Не железнодорожник, не воин, и поэт лишь в душе. Но зато подающий надежды журналист. А может быть, и писатель. Он пытался что-то сочинять про пустыню, предгорья Копетдага, весенние краски степи и одного яркого сна, в котором за ним гнался магический пес по равнине, а он подбежал к дому, где поливала красные цветы черноволосая женщина, и она его впустила, он спасся вроде бы, забрался на чердак, откуда вел тоннель к обрыву: и внизу ширилась гигантская река, а на склонах гор сияли странные огни.
Краски этого сна – золотые и красные – начинали вспыхивать в мозгу, как только он запирался у себя в комнате, заправлял кассету в деку «Весны» и слушал «Лед Зеппелин». Группа вообще-то ему не очень нравилась, музыка казалась слишком жестокой, он предпочитал «Битлз», блюзы; но у «Лед Зеппелин» была одна песня, называлась «Кашмир», ее он слушал по многу раз; музыка мигом доставляла неповоротливого Глинникова в дом на равнине, и он живо представлял свой сон и оказывался на, так сказать, третьем уровне: перед ночной страной с золотыми огнями…
После отправки ребят он отыскал утерянный кем-то блокнот за тумбочкой. В блокноте были адреса некоторых из них и совершенно незнакомых людей, аккорды и слова песен, рисунок гор и девичьего профиля.
Го д спустя после демобилизации он зачем-то взял и написал по одному из адресов, в Ижевск, толстяку удмурту Харлампиеву. Вообще толстяки всегда как-то лучше понимают друг друга, чем остальные. К Харлампиеву он испытывал симпатию с первых дней в горном лагере, когда им приходилось бегать кроссы и они оказывались позади всех и вдвоем получали сержантские затрещины.

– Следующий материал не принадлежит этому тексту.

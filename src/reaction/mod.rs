//! Reactions between molecule entries and the generators that find them.
//!
//! Every reaction is one [`Reaction`] value tagged with the archetype that
//! produced it. Direction `A` runs reactants to products and direction `B`
//! runs back; each direction carries its own label, energy and free energy.

pub mod atom_mapping;
pub mod concerted;
pub mod coordination;
pub mod error;
pub mod intermol;
pub mod intramol;
pub mod redox;

use std::fmt;
use std::sync::{Arc, OnceLock};

pub use atom_mapping::AtomMappings;
pub use concerted::ConcertedCandidate;
pub use error::ReactionError;

use crate::bipartite::{GraphError, ReactionGraph};
use crate::entry::MoleculeEntry;
use crate::family::FamilyClassifier;
use crate::mol::MolGraph;
use crate::rates::{eyring_rate, redox_rate, RateModel, RedoxParameters, ReversedRate};

/// Temperature (K) at which reaction free energies are memoized.
pub const REFERENCE_TEMPERATURE: f64 = 298.15;

/// Structural archetype a reaction was generated from.
#[derive(Debug, Clone, Copy, PartialEq, Eq, PartialOrd, Ord, Hash)]
pub enum ReactionKind {
    Redox,
    Intramolecular,
    Intermolecular,
    Coordination,
    Concerted,
}

impl ReactionKind {
    pub const ALL: [ReactionKind; 5] = [
        ReactionKind::Redox,
        ReactionKind::Intramolecular,
        ReactionKind::Intermolecular,
        ReactionKind::Coordination,
        ReactionKind::Concerted,
    ];

    pub fn name(self) -> &'static str {
        match self {
            ReactionKind::Redox => "redox",
            ReactionKind::Intramolecular => "intramolecular single bond change",
            ReactionKind::Intermolecular => "intermolecular",
            ReactionKind::Coordination => "coordination bond change",
            ReactionKind::Concerted => "concerted",
        }
    }
}

pub const ONE_ELECTRON_REDUCTION: &str = "One electron reduction";
pub const ONE_ELECTRON_OXIDATION: &str = "One electron oxidation";
pub const INTRAMOL_BREAKAGE: &str = "Intramolecular single bond breakage";
pub const INTRAMOL_FORMATION: &str = "Intramolecular single bond formation";
pub const MOLECULAR_DECOMPOSITION: &str = "Molecular decomposition breaking one bond A -> B+C";
pub const MOLECULAR_FORMATION: &str = "Molecular formation from one new bond A+B -> C";
pub const COORDINATION_BREAKING: &str = "Coordination bond breaking AM -> A+M";
pub const COORDINATION_FORMING: &str = "Coordination bond forming A+M -> AM";
pub const CONCERTED: &str = "Concerted";

/// Reactions found by one structural archetype, with their families.
#[derive(Debug, Default)]
pub struct ArchetypeOutput {
    pub reactions: Vec<Reaction>,
    pub classifier: FamilyClassifier,
}

impl ArchetypeOutput {
    fn push(&mut self, reaction: Reaction, environment: MolGraph, charge: i32) {
        self.classifier
            .categorize(self.reactions.len(), environment, charge);
        self.reactions.push(reaction);
    }
}

/// A value for each direction: `a` is reactants to products, `b` the reverse.
#[derive(Debug, Clone, Copy, PartialEq, Eq)]
pub struct Directional<T> {
    pub a: T,
    pub b: T,
}

impl<T> Directional<T> {
    pub fn new(a: T, b: T) -> Self {
        Self { a, b }
    }

    pub fn get(&self, reverse: bool) -> &T {
        if reverse {
            &self.b
        } else {
            &self.a
        }
    }

    pub fn swapped(self) -> Self {
        Self { a: self.b, b: self.a }
    }
}

impl Directional<f64> {
    /// Forward value and its exact negation.
    pub fn antisymmetric(a: f64) -> Self {
        Self { a, b: -a }
    }
}

/// One reaction between entries, in both directions.
pub struct Reaction {
    kind: ReactionKind,
    reactants: Vec<Arc<MoleculeEntry>>,
    products: Vec<Arc<MoleculeEntry>>,
    rxn_type: Directional<&'static str>,
    electron_free_energy: Option<f64>,
    redox_parameters: RedoxParameters,
    rate_model: Option<Arc<dyn RateModel>>,
    atom_mappings: Option<AtomMappings>,
    reference_free_energy: OnceLock<Option<Directional<f64>>>,
}

impl Reaction {
    fn with_labels(
        kind: ReactionKind,
        reactants: Vec<Arc<MoleculeEntry>>,
        products: Vec<Arc<MoleculeEntry>>,
        rxn_type: Directional<&'static str>,
    ) -> Self {
        Self {
            kind,
            reactants,
            products,
            rxn_type,
            electron_free_energy: None,
            redox_parameters: RedoxParameters::default(),
            rate_model: None,
            atom_mappings: None,
            reference_free_energy: OnceLock::new(),
        }
    }

    /// One-electron transfer `reactant -> product`.
    pub fn redox(reactant: Arc<MoleculeEntry>, product: Arc<MoleculeEntry>) -> Self {
        let rxn_type = if product.charge() < reactant.charge() {
            Directional::new(ONE_ELECTRON_REDUCTION, ONE_ELECTRON_OXIDATION)
        } else {
            Directional::new(ONE_ELECTRON_OXIDATION, ONE_ELECTRON_REDUCTION)
        };
        Self::with_labels(ReactionKind::Redox, vec![reactant], vec![product], rxn_type)
    }

    /// Single bond change within one molecule, `reactant -> product`.
    pub fn intramolecular(reactant: Arc<MoleculeEntry>, product: Arc<MoleculeEntry>) -> Self {
        let rxn_type = if product.charge() < reactant.charge() {
            Directional::new(INTRAMOL_BREAKAGE, INTRAMOL_FORMATION)
        } else {
            Directional::new(INTRAMOL_FORMATION, INTRAMOL_BREAKAGE)
        };
        Self::with_labels(
            ReactionKind::Intramolecular,
            vec![reactant],
            vec![product],
            rxn_type,
        )
    }

    /// One bond broken, `reactant -> products[0] + products[1]`.
    pub fn intermolecular(reactant: Arc<MoleculeEntry>, products: [Arc<MoleculeEntry>; 2]) -> Self {
        Self::with_labels(
            ReactionKind::Intermolecular,
            vec![reactant],
            products.into(),
            Directional::new(MOLECULAR_DECOMPOSITION, MOLECULAR_FORMATION),
        )
    }

    /// Metal released from a complex, `reactant -> ligand + metal`.
    pub fn coordination(
        reactant: Arc<MoleculeEntry>,
        ligand: Arc<MoleculeEntry>,
        metal: Arc<MoleculeEntry>,
    ) -> Self {
        Self::with_labels(
            ReactionKind::Coordination,
            vec![reactant],
            vec![ligand, metal],
            Directional::new(COORDINATION_BREAKING, COORDINATION_FORMING),
        )
    }

    /// Concerted reaction between arbitrary groups of entries.
    pub fn concerted(reactants: Vec<Arc<MoleculeEntry>>, products: Vec<Arc<MoleculeEntry>>) -> Self {
        Self::with_labels(
            ReactionKind::Concerted,
            reactants,
            products,
            Directional::new(CONCERTED, CONCERTED),
        )
    }

    /// Free energy of an electron, eV. Required for redox free energies.
    pub fn with_electron_free_energy(mut self, electron_free_energy: Option<f64>) -> Self {
        self.electron_free_energy = electron_free_energy;
        self.reference_free_energy = OnceLock::new();
        self
    }

    pub fn with_redox_parameters(mut self, params: RedoxParameters) -> Self {
        self.redox_parameters = params;
        self
    }

    pub fn with_rate_model(mut self, model: Arc<dyn RateModel>) -> Self {
        self.rate_model = Some(model);
        self
    }

    pub fn with_atom_mappings(mut self, mappings: AtomMappings) -> Self {
        self.atom_mappings = Some(mappings);
        self
    }

    /// The same reaction written the other way round.
    ///
    /// An attached rate model is kept with its directions exchanged.
    pub fn reversed(&self) -> Self {
        Self {
            kind: self.kind,
            reactants: self.products.clone(),
            products: self.reactants.clone(),
            rxn_type: self.rxn_type.swapped(),
            electron_free_energy: self.electron_free_energy,
            redox_parameters: self.redox_parameters,
            rate_model: self
                .rate_model
                .clone()
                .map(|model| Arc::new(ReversedRate(model)) as Arc<dyn RateModel>),
            atom_mappings: self.atom_mappings.clone().map(AtomMappings::swapped),
            reference_free_energy: OnceLock::new(),
        }
    }

    pub fn kind(&self) -> ReactionKind {
        self.kind
    }

    pub fn reactants(&self) -> &[Arc<MoleculeEntry>] {
        &self.reactants
    }

    pub fn products(&self) -> &[Arc<MoleculeEntry>] {
        &self.products
    }

    pub fn reactant_indices(&self) -> Vec<usize> {
        self.reactants.iter().map(|e| e.index()).collect()
    }

    pub fn product_indices(&self) -> Vec<usize> {
        self.products.iter().map(|e| e.index()).collect()
    }

    pub fn reactant_ids(&self) -> Vec<&str> {
        self.reactants.iter().map(|e| e.id()).collect()
    }

    pub fn product_ids(&self) -> Vec<&str> {
        self.products.iter().map(|e| e.id()).collect()
    }

    /// `(reactant count, product count)`.
    pub fn cardinality(&self) -> (usize, usize) {
        (self.reactants.len(), self.products.len())
    }

    pub fn reactant_charge(&self) -> i32 {
        self.reactants.iter().map(|e| e.charge()).sum()
    }

    pub fn product_charge(&self) -> i32 {
        self.products.iter().map(|e| e.charge()).sum()
    }

    pub fn atom_mappings(&self) -> Option<&AtomMappings> {
        self.atom_mappings.as_ref()
    }

    pub fn rate_model(&self) -> Option<&Arc<dyn RateModel>> {
        self.rate_model.as_ref()
    }

    pub fn reaction_type(&self) -> Directional<&'static str> {
        self.rxn_type
    }

    /// Electronic energy change in Hartree.
    pub fn energy(&self) -> Directional<f64> {
        let reactants: f64 = self.reactants.iter().map(|e| e.energy()).sum();
        let products: f64 = self.products.iter().map(|e| e.energy()).sum();
        Directional::antisymmetric(products - reactants)
    }

    /// Free energy change in eV at `temperature`.
    ///
    /// Includes `Δq` electron free energies when the total charge changes.
    /// `None` when a participant lacks thermochemistry, or for a redox
    /// reaction without an electron free energy. Values at
    /// [`REFERENCE_TEMPERATURE`] are computed once and reused.
    pub fn free_energy(&self, temperature: f64) -> Option<Directional<f64>> {
        if temperature == REFERENCE_TEMPERATURE {
            *self
                .reference_free_energy
                .get_or_init(|| self.compute_free_energy(temperature))
        } else {
            self.compute_free_energy(temperature)
        }
    }

    fn compute_free_energy(&self, temperature: f64) -> Option<Directional<f64>> {
        let electron = match (self.kind, self.electron_free_energy) {
            (ReactionKind::Redox, None) => return None,
            (_, efe) => efe.unwrap_or(0.0),
        };
        let reactants = sum_free_energy(&self.reactants, temperature)?;
        let products = sum_free_energy(&self.products, temperature)?;
        let charge_change = f64::from(self.product_charge() - self.reactant_charge());
        Some(Directional::antisymmetric(
            products - reactants + charge_change * electron,
        ))
    }

    pub fn free_energy_or_err(&self, temperature: f64) -> Result<Directional<f64>, ReactionError> {
        self.free_energy(temperature)
            .ok_or_else(|| ReactionError::MissingFreeEnergy {
                reaction: self.to_string(),
            })
    }

    /// Rate constants for both directions.
    ///
    /// An attached [`RateModel`] wins; otherwise redox reactions use
    /// [`redox_rate`] and all others [`eyring_rate`] on the free energy.
    pub fn rate_constant(&self, temperature: f64) -> Result<Directional<f64>, ReactionError> {
        if let Some(model) = &self.rate_model {
            return Ok(Directional::new(
                model.calculate_rate_constant(temperature, false),
                model.calculate_rate_constant(temperature, true),
            ));
        }
        let g = self.free_energy_or_err(temperature)?;
        let rate = |delta_g: f64| match self.kind {
            ReactionKind::Redox => redox_rate(delta_g, temperature, &self.redox_parameters),
            _ => eyring_rate(delta_g, temperature),
        };
        Ok(Directional::new(rate(g.a), rate(g.b)))
    }

    /// Standalone bipartite graph holding both directions of this reaction.
    pub fn graph_representation(&self) -> Result<ReactionGraph, GraphError> {
        let mut graph = ReactionGraph::new();
        graph.add_reaction(self)?;
        Ok(graph)
    }
}

fn sum_free_energy(side: &[Arc<MoleculeEntry>], temperature: f64) -> Option<f64> {
    side.iter().map(|e| e.free_energy(temperature)).sum()
}

impl fmt::Display for Reaction {
    fn fmt(&self, f: &mut fmt::Formatter<'_>) -> fmt::Result {
        let join = |side: &[Arc<MoleculeEntry>]| {
            side.iter()
                .map(|e| e.index().to_string())
                .collect::<Vec<_>>()
                .join(" + ")
        };
        write!(
            f,
            "{} -> {} ({})",
            join(&self.reactants),
            join(&self.products),
            self.kind.name()
        )
    }
}

impl fmt::Debug for Reaction {
    fn fmt(&self, f: &mut fmt::Formatter<'_>) -> fmt::Result {
        f.debug_struct("Reaction")
            .field("kind", &self.kind)
            .field("reactants", &self.reactant_indices())
            .field("products", &self.product_indices())
            .field("rxn_type", &self.rxn_type)
            .finish()
    }
}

Харлампиев не ответил, но и письмо не вернулось. Значит, кто-то его получил. Ну что ж, Глинников особенно не расстроился. Просто ему интересно было узнать, как сложилась судьба у этого толстяка; в каком-то смысле тот был его двойником…
Из Афганистана доходили глухие вести; дела там шли скверно.
Глинников чувствовал себя спасшимся. Ему повезло, что поделаешь.
Афганцы возвращались домой, заставить их молчать – задача слишком мудреная. Но пропаганда пела свою песенку. Пропаганда – тысячеголовый персонаж истории, помесь гидры с сиреною. Глинников в молодежной газете тоже пел осанну, а попробовал бы не петь. У него уже не хватало сил бросить эту привычку – писать, уже он навсегда стал рабом чернильным. Хотя периодически и ввергался в пучину ностальгии, уловив запах железной дороги. Вести поезд где-нибудь в Алтайских горах, а не торчать на отчетно-выборном собрании райкома комсомола. Остановиться где-нибудь на Транссибе, спуститься с насыпи к воде – к Байкалу, а не участвовать в рейде по барам и ресторанам с целью выявления музыки сомнительной или враждебной нашим идеалам направленности (в то время, как у тебя в душе звучит враждебный манящий «Кашмир»). Да лучше снег грести в детском саду «Орленок», в подсобке с метлами и лопатами наливать из термоса горячий чай, пить с баранками, слушая посвист снегиря на ветке и удары колокола и думу думая о судьбе…
Вот если бы Одиссей все-таки перехитрил товарищей из ахейского военкомата, думал Глинников, и они оставили его в покое – что тогда? Войны его отказ не предотвратил бы. А вот «Одиссею» не напели бы аэды.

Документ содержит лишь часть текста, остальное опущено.